Apple is not the only tech giant to tell Australia’s Federal Government exactly what it thinks of the proposed decryption law that was entered into Parliament last month. 

A private industry body called The Digital Industry Group Inc (DIGI), representing tech companies like Google, Facebook and Twitter, voiced its concerns over the Assistance and Access Bill 2018 in August, and this has been followed up with criticisms from Mozilla and Cisco.

In a formal submission to the Parliamentary Joint Committee on Intelligence and Security, Cisco says the law would “result in the creation of backdoors”, something CEO Chuck Robbins promised would never happen on the company’s equipment, while Mozilla is worried about the integrity of its open-source software.

Sowing distrust

Amongst the 31 submissions presented to the Joint Committee reviewing the draft law, there is a resounding statement that this kind of legislation would sow distrust among customers. 

“For an open source organisation, which would need to close portions of its source code and/or release builds that are not made from its publicly released code bases, this is at odds with the core principles of open source, user expectations, and potentially contractual license obligations,” Mozilla said. 

The networking company added that, “To maintain the trust of its customers, Cisco believes that any form of surveillance technique which is implemented in its products must be publicly disclosed.”

Both companies are concerned with the concept of “technical capability notices” (TCN), a compulsory notice for communication providers to build interception capabilities to decrypt any private message law enforcement wants to lay its hands on.

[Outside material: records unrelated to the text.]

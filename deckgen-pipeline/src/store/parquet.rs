//! Parquet encoding of store rows
//!
//! Every column is written as nullable Utf8 with Snappy compression. Reads
//! accept Utf8 and LargeUtf8 and map nulls to the empty string.

use super::{Row, Schema};
use crate::error::{PipelineError, Result};
use arrow::array::{Array, ArrayRef, LargeStringArray, StringArray};
use arrow::datatypes::{DataType, Field, Schema as ArrowSchema};
use arrow::record_batch::RecordBatch;
use parquet::arrow::arrow_reader::ParquetRecordBatchReaderBuilder;
use parquet::arrow::ArrowWriter;
use parquet::basic::Compression;
use parquet::file::properties::WriterProperties;
use std::fs::File;
use std::path::Path;
use std::sync::Arc;

/// Write all rows to `path`, replacing any file there
pub(crate) fn write_table(path: &Path, schema: &Schema, rows: &[Row]) -> Result<()> {
    let fields: Vec<Field> = schema
        .columns()
        .iter()
        .map(|name| Field::new(name, DataType::Utf8, true))
        .collect();
    let arrow_schema = Arc::new(ArrowSchema::new(fields));

    let arrays: Vec<ArrayRef> = (0..schema.len())
        .map(|col| {
            let array = StringArray::from_iter_values(rows.iter().map(|r| r.values[col].as_str()));
            Arc::new(array) as ArrayRef
        })
        .collect();

    let batch = RecordBatch::try_new(arrow_schema.clone(), arrays)?;

    let file = File::create(path)?;
    let props = WriterProperties::builder()
        .set_compression(Compression::SNAPPY)
        .build();
    let mut writer = ArrowWriter::try_new(file, arrow_schema, Some(props))?;
    writer.write(&batch)?;
    writer.close()?;

    Ok(())
}

/// Read every row of `path`, aligned to `schema`
///
/// The file is decoded completely before returning, so a failure part-way
/// through yields no rows at all.
pub(crate) fn read_table(path: &Path, schema: &Schema) -> Result<Vec<Row>> {
    let file = File::open(path)?;
    let builder = ParquetRecordBatchReaderBuilder::try_new(file)?;

    let file_schema = builder.schema().clone();
    let found: Vec<String> = file_schema.fields().iter().map(|f| f.name().clone()).collect();

    if !schema.matches(&found) {
        return Err(PipelineError::SchemaMismatch {
            path: path.to_path_buf(),
            expected: schema.columns().to_vec(),
            found,
        });
    }

    let mut positions = Vec::with_capacity(found.len());
    for field in file_schema.fields() {
        match field.data_type() {
            DataType::Utf8 | DataType::LargeUtf8 => {}
            other => {
                return Err(PipelineError::ColumnType {
                    column: field.name().clone(),
                    found: other.to_string(),
                })
            }
        }
        let pos = schema
            .position(field.name())
            .ok_or_else(|| PipelineError::UnknownColumn(field.name().clone()))?;
        positions.push(pos);
    }

    let reader = builder.build()?;
    let mut rows = Vec::new();

    for batch in reader {
        let batch = batch?;
        for r in 0..batch.num_rows() {
            let mut values = vec![String::new(); schema.len()];
            for (file_col, &pos) in positions.iter().enumerate() {
                values[pos] = string_at(batch.column(file_col), r);
            }
            rows.push(Row { values });
        }
    }

    Ok(rows)
}

fn string_at(column: &ArrayRef, row: usize) -> String {
    if column.is_null(row) {
        return String::new();
    }
    if let Some(array) = column.as_any().downcast_ref::<StringArray>() {
        return array.value(row).to_string();
    }
    if let Some(array) = column.as_any().downcast_ref::<LargeStringArray>() {
        return array.value(row).to_string();
    }
    String::new()
}

#[cfg(test)]
mod tests {
    use super::*;
    use arrow::array::Int64Array;

    #[test]
    fn test_nulls_read_back_as_empty() {
        let temp = tempfile::tempdir().unwrap();
        let path = temp.path().join("nulls.parquet");

        let arrow_schema = Arc::new(ArrowSchema::new(vec![
            Field::new("word", DataType::Utf8, false),
            Field::new("word_trans", DataType::Utf8, true),
        ]));
        let batch = RecordBatch::try_new(
            arrow_schema.clone(),
            vec![
                Arc::new(StringArray::from(vec!["gehen"])) as ArrayRef,
                Arc::new(StringArray::from(vec![None::<&str>])) as ArrayRef,
            ],
        )
        .unwrap();
        let mut writer = ArrowWriter::try_new(File::create(&path).unwrap(), arrow_schema, None).unwrap();
        writer.write(&batch).unwrap();
        writer.close().unwrap();

        let schema = Schema::new("word", ["word", "word_trans"]).unwrap();
        let rows = read_table(&path, &schema).unwrap();
        assert_eq!(rows.len(), 1);
        assert_eq!(rows[0].values, vec!["gehen".to_string(), String::new()]);
    }

    #[test]
    fn test_non_text_column_is_rejected() {
        let temp = tempfile::tempdir().unwrap();
        let path = temp.path().join("typed.parquet");

        let arrow_schema = Arc::new(ArrowSchema::new(vec![
            Field::new("word", DataType::Utf8, false),
            Field::new("count", DataType::Int64, false),
        ]));
        let batch = RecordBatch::try_new(
            arrow_schema.clone(),
            vec![
                Arc::new(StringArray::from(vec!["gehen"])) as ArrayRef,
                Arc::new(Int64Array::from(vec![3])) as ArrayRef,
            ],
        )
        .unwrap();
        let mut writer = ArrowWriter::try_new(File::create(&path).unwrap(), arrow_schema, None).unwrap();
        writer.write(&batch).unwrap();
        writer.close().unwrap();

        let schema = Schema::new("word", ["word", "count"]).unwrap();
        let err = read_table(&path, &schema).unwrap_err();
        assert!(matches!(err, PipelineError::ColumnType { column, .. } if column == "count"));
    }

    #[test]
    fn test_reordered_columns_are_aligned() {
        let temp = tempfile::tempdir().unwrap();
        let path = temp.path().join("order.parquet");

        let written = Schema::new("word", ["word_trans", "word"]).unwrap();
        write_table(
            &path,
            &written,
            &[Row {
                values: vec!["go".into(), "gehen".into()],
            }],
        )
        .unwrap();

        let expected = Schema::new("word", ["word", "word_trans"]).unwrap();
        let rows = read_table(&path, &expected).unwrap();
        assert_eq!(rows[0].values, vec!["gehen".to_string(), "go".to_string()]);
    }
}
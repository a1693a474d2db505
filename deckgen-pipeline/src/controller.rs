//! Pipeline controller
//!
//! Owns one job's source list, store and collaborators and runs the stages
//! in order. Every stage entry point ends by persisting the store, also
//! when the stage fails, so completed work is never lost.

use crate::collaborators::{DeckWriter, GrammarFetcher, LanguageModel, SpeechSynthesizer, Transcoder};
use crate::error::{PipelineError, Result};
use crate::layout::{Language, SentenceLayout};
use crate::source::SourceList;
use crate::stages::{
    DeckPackager, DeckSplit, GenerateStage, GrammarStage, PackageReport, RunOptions, StageEvent,
    StageKind, StageReport, StageRunner, TranscodeStage, VoiceStage,
};
use crate::store::{KeyedStore, StoreLocation};
use crate::throttle::DelayPolicy;
use deckgen_common::RootLayout;
use serde::Serialize;
use std::path::{Path, PathBuf};
use tokio::sync::mpsc;
use tracing::{info, warn};

/// External services used by the stages
pub struct Collaborators {
    pub model: Box<dyn LanguageModel>,
    pub speech: Box<dyn SpeechSynthesizer>,
    pub transcoder: Box<dyn Transcoder>,
    pub conjugations: Box<dyn GrammarFetcher>,
    pub declensions: Box<dyn GrammarFetcher>,
    pub deck_writer: Box<dyn DeckWriter>,
}

/// Per-job settings
#[derive(Debug, Clone)]
pub struct JobSettings {
    pub job: String,
    pub layout: SentenceLayout,
    pub run: RunOptions,
    pub verb_delay: DelayPolicy,
    pub noun_delay: DelayPolicy,
    pub split: DeckSplit,
    /// Package rows even when required columns are empty
    pub force_all: bool,
}

impl JobSettings {
    pub fn new(job: impl Into<String>, layout: SentenceLayout) -> Self {
        Self {
            job: job.into(),
            layout,
            run: RunOptions::default(),
            verb_delay: DelayPolicy::verb_default(),
            noun_delay: DelayPolicy::noun_default(),
            split: DeckSplit::Single,
            force_all: false,
        }
    }
}

/// Reports of one `run` call, in execution order
#[derive(Debug, Clone, Default, Serialize)]
pub struct RunSummary {
    pub stages: Vec<(StageKind, StageReport)>,
    pub package: Option<PackageReport>,
}

pub struct PipelineController {
    settings: JobSettings,
    media_dir: PathBuf,
    items: SourceList,
    store: KeyedStore,
    collaborators: Collaborators,
    event_tx: Option<mpsc::Sender<StageEvent>>,
}

impl PipelineController {
    /// Prepare the job's directories and load its persisted store
    ///
    /// A persisted store whose columns do not match the layout fails the
    /// open; nothing is overwritten.
    pub fn open(
        settings: JobSettings,
        root: &RootLayout,
        items: SourceList,
        collaborators: Collaborators,
    ) -> Result<Self> {
        root.ensure_directories()?;
        let media_dir = root.ensure_media_dir(&settings.job)?;

        let mut store = KeyedStore::new(settings.layout.schema()?, StoreLocation::from_layout(root));
        let loaded = store.load(&settings.job)?;

        info!(
            job = %settings.job,
            layout = %settings.layout,
            items = items.len(),
            rows = loaded,
            "Pipeline opened"
        );

        Ok(Self {
            settings,
            media_dir,
            items,
            store,
            collaborators,
            event_tx: None,
        })
    }

    /// Forward stage progress to `event_tx`
    pub fn with_events(mut self, event_tx: mpsc::Sender<StageEvent>) -> Self {
        self.event_tx = Some(event_tx);
        self
    }

    pub fn job(&self) -> &str {
        &self.settings.job
    }

    pub fn settings(&self) -> &JobSettings {
        &self.settings
    }

    pub fn items(&self) -> &SourceList {
        &self.items
    }

    pub fn store(&self) -> &KeyedStore {
        &self.store
    }

    pub fn media_dir(&self) -> &Path {
        &self.media_dir
    }

    fn runner(&self) -> StageRunner {
        let runner = StageRunner::new(self.settings.job.clone(), self.settings.run);
        match &self.event_tx {
            Some(tx) => runner.with_events(tx.clone()),
            None => runner,
        }
    }

    /// Write the store unconditionally
    pub fn persist(&mut self) -> Result<PathBuf> {
        self.store.store(&self.settings.job)
    }

    fn persist_if_dirty(&mut self) -> Result<()> {
        if self.store.is_dirty() {
            let path = self.persist()?;
            info!(job = %self.settings.job, path = %path.display(), "Store persisted");
        }
        Ok(())
    }

    /// Persist after a stage; a stage error wins over a persist error
    fn conclude<T>(&mut self, stage: StageKind, outcome: Result<T>) -> Result<T> {
        match outcome {
            Ok(value) => {
                self.persist_if_dirty()?;
                Ok(value)
            }
            Err(err) => {
                if let Err(persist_err) = self.persist_if_dirty() {
                    warn!(job = %self.settings.job, stage = %stage, error = %persist_err, "Persist after failed stage also failed");
                }
                Err(err)
            }
        }
    }

    /// Translation, sentences and puzzle text
    pub async fn generate_sentences(&mut self) -> Result<StageReport> {
        let runner = self.runner();
        let mut stage = GenerateStage::new(self.collaborators.model.as_ref(), self.settings.layout);
        let outcome = runner.run(&mut stage, &self.items, &mut self.store).await;
        drop(stage);
        self.conclude(StageKind::Generate, outcome)
    }

    /// Noun declensions, then verb conjugations
    pub async fn fetch_grammar(&mut self) -> Result<StageReport> {
        let runner = self.runner();
        let outcome = async {
            let mut report = StageReport::default();

            let mut nouns = GrammarStage::nouns(self.collaborators.declensions.as_ref(), self.settings.noun_delay);
            report.merge(&runner.run(&mut nouns, &self.items, &mut self.store).await?);

            let mut verbs = GrammarStage::verbs(self.collaborators.conjugations.as_ref(), self.settings.verb_delay);
            report.merge(&runner.run(&mut verbs, &self.items, &mut self.store).await?);

            Ok::<_, PipelineError>(report)
        }
        .await;
        self.conclude(StageKind::Grammar, outcome)
    }

    /// German voice columns, then English
    pub async fn synthesize_voices(&mut self) -> Result<StageReport> {
        let runner = self.runner();
        let outcome = async {
            let mut report = StageReport::default();
            for language in [Language::German, Language::English] {
                let mut stage = VoiceStage::new(
                    self.collaborators.speech.as_ref(),
                    self.settings.layout,
                    language,
                    &self.media_dir,
                );
                report.merge(&runner.run(&mut stage, &self.items, &mut self.store).await?);
            }
            Ok::<_, PipelineError>(report)
        }
        .await;
        self.conclude(StageKind::Voice, outcome)
    }

    /// Compress every recording
    pub async fn transcode(&mut self) -> Result<StageReport> {
        let runner = self.runner();
        let mut stage = TranscodeStage::new(
            self.collaborators.transcoder.as_ref(),
            self.settings.layout,
            &self.media_dir,
        );
        let outcome = runner.run(&mut stage, &self.items, &mut self.store).await;
        drop(stage);
        self.conclude(StageKind::Transcode, outcome)
    }

    /// Write the deck packages
    pub async fn package(&mut self) -> Result<PackageReport> {
        let packager = DeckPackager::new(
            self.collaborators.deck_writer.as_ref(),
            self.settings.layout,
            &self.media_dir,
        )
        .with_split(self.settings.split)
        .with_force_all(self.settings.force_all);

        let outcome = packager.package(&self.settings.job, &self.items, &self.store).await;
        drop(packager);
        self.conclude(StageKind::Package, outcome)
    }

    /// Run the requested stages in pipeline order
    pub async fn run(&mut self, stages: &[StageKind]) -> Result<RunSummary> {
        let mut summary = RunSummary::default();

        for kind in StageKind::ALL.into_iter().filter(|k| stages.contains(k)) {
            match kind {
                StageKind::Generate => summary.stages.push((kind, self.generate_sentences().await?)),
                StageKind::Grammar => summary.stages.push((kind, self.fetch_grammar().await?)),
                StageKind::Voice => summary.stages.push((kind, self.synthesize_voices().await?)),
                StageKind::Transcode => summary.stages.push((kind, self.transcode().await?)),
                StageKind::Package => summary.package = Some(self.package().await?),
            }
        }

        info!(job = %self.settings.job, stages = summary.stages.len(), "Pipeline run finished");
        Ok(summary)
    }
}
//! Language model over the Ollama HTTP API
//!
//! `open` checks that the configured model is served, `shoot` issues one
//! non-streaming `/api/generate` call with the session's system prompt and
//! `close` asks the server to unload the model (`keep_alive: 0`).

use super::{CollabResult, CollaboratorError, LanguageModel, ModelSession};
use crate::throttle::{retry_with_jitter, RetryPolicy};
use async_trait::async_trait;
use deckgen_common::config::LlmConfig;
use serde::{Deserialize, Serialize};
use std::time::Duration;

#[derive(Debug, Clone, Serialize)]
struct GenerateOptions {
    temperature: f32,
    top_k: u32,
    top_p: f32,
    num_predict: u32,
}

#[derive(Debug, Serialize)]
struct GenerateRequest<'a> {
    model: &'a str,
    prompt: &'a str,
    system: &'a str,
    stream: bool,
    options: &'a GenerateOptions,
}

#[derive(Debug, Serialize)]
struct UnloadRequest<'a> {
    model: &'a str,
    keep_alive: u32,
}

#[derive(Debug, Deserialize)]
struct GenerateResponse {
    #[serde(default)]
    response: String,
}

#[derive(Debug, Deserialize)]
struct TagsResponse {
    #[serde(default)]
    models: Vec<ModelTag>,
}

#[derive(Debug, Deserialize)]
struct ModelTag {
    name: String,
}

/// Ollama-backed language model
pub struct OllamaModel {
    http_client: reqwest::Client,
    base_url: String,
    model: String,
    options: GenerateOptions,
    retry: RetryPolicy,
}

impl OllamaModel {
    pub fn new(config: &LlmConfig, retry: RetryPolicy) -> CollabResult<Self> {
        let http_client = reqwest::Client::builder()
            .timeout(Duration::from_secs(config.timeout_secs))
            .build()
            .map_err(|e| CollaboratorError::Unavailable(e.to_string()))?;

        Ok(Self {
            http_client,
            base_url: config.base_url.trim_end_matches('/').to_string(),
            model: config.model.clone(),
            options: GenerateOptions {
                temperature: config.temperature,
                top_k: config.top_k,
                top_p: config.top_p,
                num_predict: config.max_tokens,
            },
            retry,
        })
    }

    async fn served_models(&self) -> CollabResult<Vec<String>> {
        let url = format!("{}/api/tags", self.base_url);
        let (client, url) = (&self.http_client, &url);
        let tags: TagsResponse = retry_with_jitter("ollama tags", &self.retry, move || async move {
            let response = client.get(url).send().await?.error_for_status()?;
            Ok::<_, CollaboratorError>(response.json().await?)
        })
        .await?;

        Ok(tags.models.into_iter().map(|m| m.name).collect())
    }
}

/// "vicuna" matches "vicuna:latest"; a tagged name must match exactly
fn is_served(model: &str, served: &[String]) -> bool {
    served.iter().any(|name| {
        name == model || (!model.contains(':') && name.split(':').next() == Some(model))
    })
}

#[async_trait]
impl LanguageModel for OllamaModel {
    async fn open(&self, system_prompt: &str) -> CollabResult<Box<dyn ModelSession>> {
        let served = self.served_models().await?;
        if !is_served(&self.model, &served) {
            return Err(CollaboratorError::Unavailable(format!(
                "model '{}' is not served at {} (available: {})",
                self.model,
                self.base_url,
                served.join(", ")
            )));
        }

        tracing::info!(model = %self.model, "Language model session opened");

        Ok(Box::new(OllamaSession {
            http_client: self.http_client.clone(),
            base_url: self.base_url.clone(),
            model: self.model.clone(),
            system: system_prompt.to_string(),
            options: self.options.clone(),
            retry: self.retry,
        }))
    }
}

struct OllamaSession {
    http_client: reqwest::Client,
    base_url: String,
    model: String,
    system: String,
    options: GenerateOptions,
    retry: RetryPolicy,
}

#[async_trait]
impl ModelSession for OllamaSession {
    async fn shoot(&mut self, prompt: &str) -> CollabResult<Option<String>> {
        let url = format!("{}/api/generate", self.base_url);
        let request = GenerateRequest {
            model: &self.model,
            prompt,
            system: &self.system,
            stream: false,
            options: &self.options,
        };

        tracing::debug!(model = %self.model, prompt_len = prompt.len(), "Querying language model");

        let (client, url, request) = (&self.http_client, &url, &request);
        let reply: GenerateResponse = retry_with_jitter("ollama generate", &self.retry, move || async move {
            let response = client
                .post(url)
                .json(request)
                .send()
                .await?
                .error_for_status()?;
            Ok::<_, CollaboratorError>(response.json().await?)
        })
        .await?;

        let text = reply.response.trim();
        Ok(if text.is_empty() {
            None
        } else {
            Some(text.to_string())
        })
    }

    async fn close(self: Box<Self>) -> CollabResult<()> {
        let url = format!("{}/api/generate", self.base_url);
        self.http_client
            .post(&url)
            .json(&UnloadRequest {
                model: &self.model,
                keep_alive: 0,
            })
            .send()
            .await?
            .error_for_status()?;

        tracing::info!(model = %self.model, "Language model session closed");
        Ok(())
    }
}

#[cfg(test)]
mod tests {
    use super::*;

    #[test]
    fn test_is_served() {
        let served = vec!["vicuna:7b".to_string(), "llama3:latest".to_string()];
        assert!(is_served("vicuna:7b", &served));
        assert!(is_served("llama3", &served));
        assert!(!is_served("vicuna:13b", &served));
        assert!(!is_served("mistral", &served));
    }

    #[test]
    fn test_generate_request_shape() {
        let options = GenerateOptions {
            temperature: 0.2,
            top_k: 50,
            top_p: 0.3,
            num_predict: 256,
        };
        let request = GenerateRequest {
            model: "vicuna:7b",
            prompt: "hi",
            system: "be precise",
            stream: false,
            options: &options,
        };
        let json = serde_json::to_value(&request).unwrap();
        assert_eq!(json["stream"], false);
        assert_eq!(json["options"]["num_predict"], 256);
        assert_eq!(json["system"], "be precise");
    }
}
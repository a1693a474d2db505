//! Test doubles for the pipeline collaborators
//!
//! Every double records its calls behind `Arc<Mutex<..>>` so tests can
//! assert how often each external service was hit.

#![allow(dead_code)]

use async_trait::async_trait;
use deckgen_pipeline::collaborators::{
    CollabResult, CollaboratorError, DeckDraft, DeckWriter, GrammarFetcher, LanguageModel,
    ModelSession, SpeechSession, SpeechSynthesizer, Transcoder,
};
use deckgen_pipeline::throttle::DelayPolicy;
use deckgen_pipeline::{Collaborators, JobSettings, RunOptions, SentenceLayout};
use std::collections::BTreeMap;
use std::path::{Path, PathBuf};
use std::sync::{Arc, Mutex};

#[derive(Debug, Default)]
pub struct ModelLog {
    pub opened: usize,
    pub closed: usize,
    /// Translation prompts per headword
    pub translations: BTreeMap<String, usize>,
}

/// Language model answering every prompt with well-formed JSON
#[derive(Clone, Default)]
pub struct ScriptedModel {
    pub log: Arc<Mutex<ModelLog>>,
}

struct ScriptedSession {
    log: Arc<Mutex<ModelLog>>,
}

#[async_trait]
impl LanguageModel for ScriptedModel {
    async fn open(&self, _system_prompt: &str) -> CollabResult<Box<dyn ModelSession>> {
        self.log.lock().unwrap().opened += 1;
        Ok(Box::new(ScriptedSession {
            log: self.log.clone(),
        }))
    }
}

#[async_trait]
impl ModelSession for ScriptedSession {
    async fn shoot(&mut self, prompt: &str) -> CollabResult<Option<String>> {
        // Sentence prompts quote the translation, translation prompts do not
        if prompt.contains("(English:") {
            return Ok(Some(
                r#"{"German": "Wir lernen heute.", "English": "We are learning today."}"#.to_string(),
            ));
        }

        let word = prompt.split('\'').nth(1).unwrap_or_default().to_string();
        *self
            .log
            .lock()
            .unwrap()
            .translations
            .entry(word.clone())
            .or_default() += 1;
        Ok(Some(format!(r#"{{"German": "{}", "English": "the thing"}}"#, word)))
    }

    async fn close(self: Box<Self>) -> CollabResult<()> {
        self.log.lock().unwrap().closed += 1;
        Ok(())
    }
}

#[derive(Debug, Default)]
pub struct SpeechLog {
    /// `(language, text, file name)` per synthesized clip
    pub clips: Vec<(String, String, String)>,
    pub closed: usize,
}

/// Speech engine that records requests; with `interrupt_after` it stops
/// working once that many clips were made
#[derive(Clone, Default)]
pub struct ScriptedSpeech {
    pub log: Arc<Mutex<SpeechLog>>,
    pub interrupt_after: Option<usize>,
}

struct ScriptedSpeechSession {
    language: String,
    dir: PathBuf,
    log: Arc<Mutex<SpeechLog>>,
    interrupt_after: Option<usize>,
}

#[async_trait]
impl SpeechSynthesizer for ScriptedSpeech {
    async fn open(&self, language: &str, media_dir: &Path) -> CollabResult<Box<dyn SpeechSession>> {
        Ok(Box::new(ScriptedSpeechSession {
            language: language.to_string(),
            dir: media_dir.to_path_buf(),
            log: self.log.clone(),
            interrupt_after: self.interrupt_after,
        }))
    }
}

#[async_trait]
impl SpeechSession for ScriptedSpeechSession {
    async fn shoot(&mut self, text: &str, file_name: &str) -> CollabResult<PathBuf> {
        let mut log = self.log.lock().unwrap();
        if self.interrupt_after.is_some_and(|limit| log.clips.len() >= limit) {
            return Err(CollaboratorError::UnsupportedLanguage(format!(
                "{} engine stopped",
                self.language
            )));
        }
        log.clips
            .push((self.language.clone(), text.to_string(), file_name.to_string()));
        Ok(self.dir.join(file_name))
    }

    async fn close(self: Box<Self>) -> CollabResult<()> {
        self.log.lock().unwrap().closed += 1;
        Ok(())
    }
}

/// Transcoder that only reports the target path
#[derive(Clone, Default)]
pub struct NullTranscoder {
    pub calls: Arc<Mutex<usize>>,
}

#[async_trait]
impl Transcoder for NullTranscoder {
    async fn transcode(&self, source: &Path) -> CollabResult<PathBuf> {
        *self.calls.lock().unwrap() += 1;
        Ok(self.target_for(source))
    }
}

/// Grammar lookup with a fixed answer table
#[derive(Clone, Default)]
pub struct TableFetcher {
    pub answers: BTreeMap<String, String>,
    pub calls: Arc<Mutex<Vec<String>>>,
}

#[async_trait]
impl GrammarFetcher for TableFetcher {
    async fn lookup(&self, word: &str) -> CollabResult<Option<String>> {
        self.calls.lock().unwrap().push(word.to_string());
        Ok(self.answers.get(word).cloned())
    }
}

/// Deck writer keeping drafts in memory
#[derive(Clone, Default)]
pub struct CapturingWriter {
    pub decks: Arc<Mutex<Vec<DeckDraft>>>,
}

#[async_trait]
impl DeckWriter for CapturingWriter {
    async fn write(&self, deck: &DeckDraft) -> CollabResult<PathBuf> {
        self.decks.lock().unwrap().push(deck.clone());
        Ok(PathBuf::from(format!("{}.deckpkg", deck.name)))
    }
}

/// Handles to every double wired into a controller
#[derive(Clone, Default)]
pub struct Doubles {
    pub model: ScriptedModel,
    pub speech: ScriptedSpeech,
    pub transcoder: NullTranscoder,
    pub conjugations: TableFetcher,
    pub declensions: TableFetcher,
    pub writer: CapturingWriter,
}

impl Doubles {
    pub fn collaborators(&self) -> Collaborators {
        Collaborators {
            model: Box::new(self.model.clone()),
            speech: Box::new(self.speech.clone()),
            transcoder: Box::new(self.transcoder.clone()),
            conjugations: Box::new(self.conjugations.clone()),
            declensions: Box::new(self.declensions.clone()),
            deck_writer: Box::new(self.writer.clone()),
        }
    }
}

/// Settings with zero delays and a checkpoint after every item
pub fn settings(job: &str, layout: SentenceLayout) -> JobSettings {
    JobSettings {
        run: RunOptions {
            force: false,
            checkpoint_interval: 1,
        },
        verb_delay: DelayPolicy::none(),
        noun_delay: DelayPolicy::none(),
        ..JobSettings::new(job, layout)
    }
}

According to Mozilla, “A TCN is, in effect, an intentional introduction of a security vulnerability,” with the internet company warning it would lead to users disabling automatic updates on their devices.

Cisco is also worried that being compelled to add backdoors into encrypted platforms would lead to user distrust.

Breaking the internet

Even the Internet Architecture Board (IAB) criticised the proposed law, suggesting that compelling companies to build backdoors into secure systems would “introduce a systemic weakness” that would “erode trust in the internet itself”.

“The mere ability to compel internet infrastructure providers’ compliance introduces that vulnerability to the entire system, because it weakens that same trust,” said IAB chair Ted Hardie. “The internet, as a system, moves from one whose characteristics are predictable to one where they are not.”

He added that if similar legislation was introduced by other countries, it would result in the “fragmentation of the internet”.

Despite the opposition, Australia’s Home Affairs Minister Peter Dutton is pushing for the bill to be passed, describing the law as “essential”. 

“Given we are talking about nine out of 10 national security investigations now being impeded because of the use of encryption, we need to deal with it. It doesn’t go as far as some people would want, but it is a measured response,” Dutton said.